>>>
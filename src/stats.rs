use crate::common::Method;

/// Summary statistics over a sequence of elapsed times, in seconds.
#[derive(Debug, Clone, PartialEq)]
pub struct Summary {
    pub count: usize,
    pub mean: f64,
    pub median: f64,
    pub min: f64,
    pub max: f64,
    /// Sample standard deviation, only defined for more than one sample.
    pub std_dev: Option<f64>,
}

impl Summary {
    /// Returns `None` for an empty sequence.
    pub fn from_samples(samples: &[f64]) -> Option<Self> {
        if samples.is_empty() {
            return None;
        }
        let count = samples.len();
        let mean = samples.iter().sum::<f64>() / count as f64;

        let mut sorted = samples.to_vec();
        sorted.sort_by(f64::total_cmp);
        let median = if count % 2 == 1 {
            sorted[count / 2]
        } else {
            (sorted[count / 2 - 1] + sorted[count / 2]) / 2.0
        };

        let std_dev = (count > 1).then(|| {
            let var = samples.iter().map(|s| (s - mean).powi(2)).sum::<f64>() / (count - 1) as f64;
            var.sqrt()
        });

        Some(Self {
            count,
            mean,
            median,
            min: sorted[0],
            max: sorted[count - 1],
            std_dev,
        })
    }
}

/// Relative speed of the two methods, from their mean times.
#[derive(Debug, Clone, Copy, PartialEq)]
pub struct Comparison {
    pub faster: Method,
    /// Slower mean divided by faster mean.
    pub ratio: f64,
}

impl Comparison {
    /// Flight wins only with a strictly smaller mean.
    pub fn between(flight_mean: f64, http_mean: f64) -> Self {
        if flight_mean < http_mean {
            Self {
                faster: Method::Flight,
                ratio: http_mean / flight_mean,
            }
        } else {
            Self {
                faster: Method::Http,
                ratio: flight_mean / http_mean,
            }
        }
    }

    pub fn percent(&self) -> f64 {
        (self.ratio - 1.0) * 100.0
    }

    pub fn verdict(&self) -> String {
        format!(
            "{} is {:.2}x faster ({:.1}% faster)",
            self.faster,
            self.ratio,
            self.percent()
        )
    }
}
<<<
Exercise aim:
Here the job is to restate all of the data word for word.

Written reply:
filename src/stats.rs
use crate::common::Method;

/// Summary statistics over a sequence of elapsed times, in seconds.
#[derive(Debug, Clone, PartialEq)]
pub struct Summary {
    pub count: usize,
    pub mean: f64,
    pub median: f64,
    pub min: f64,
    pub max: f64,
    /// Sample standard deviation, only defined for more than one sample.
    pub std_dev: Option<f64>,
}

impl Summary {
    /// Returns `None` for an empty sequence.
    pub fn from_samples(samples: &[f64]) -> Option<Self> {
        if samples.is_empty() {
            return None;
        }
        let count = samples.len();
        let mean = samples.iter().sum::<f64>() / count as f64;

        let mut sorted = samples.to_vec();
        sorted.sort_by(f64::total_cmp);
        let median = if count % 2 == 1 {
            sorted[count / 2]
        } else {
            (sorted[count / 2 - 1] + sorted[count / 2]) / 2.0
        };

        let std_dev = (count > 1).then(|| {
            let var = samples.iter().map(|s| (s - mean).powi(2)).sum::<f64>() / (count - 1) as f64;
            var.sqrt()
        });

        Some(Self {
            count,
            mean,
            median,
            min: sorted[0],
            max: sorted[count - 1],
            std_dev,
        })
    }
}

/// Relative speed of the two methods, from their mean times.
#[derive(Debug, Clone, Copy, PartialEq)]
pub struct Comparison {
    pub faster: Method,
    /// Slower mean divided by faster mean.
    pub ratio: f64,
}

impl Comparison {
    /// Flight wins only with a strictly smaller mean.
    pub fn between(flight_mean: f64, http_mean: f64) -> Self {
        if flight_mean < http_mean {
            Self {
                faster: Method::Flight,
                ratio: http_mean / flight_mean,
            }
        } else {
            Self {
                faster: Method::Http,
                ratio: flight_mean / http_mean,
            }
        }
    }

    pub fn percent(&self) -> f64 {
        (self.ratio - 1.0) * 100.0
    }

    pub fn verdict(&self) -> String {
        format!(
            "{} is {:.2}x faster ({:.1}% faster)",
            self.faster,
            self.ratio,
            self.percent()
        )
    }
}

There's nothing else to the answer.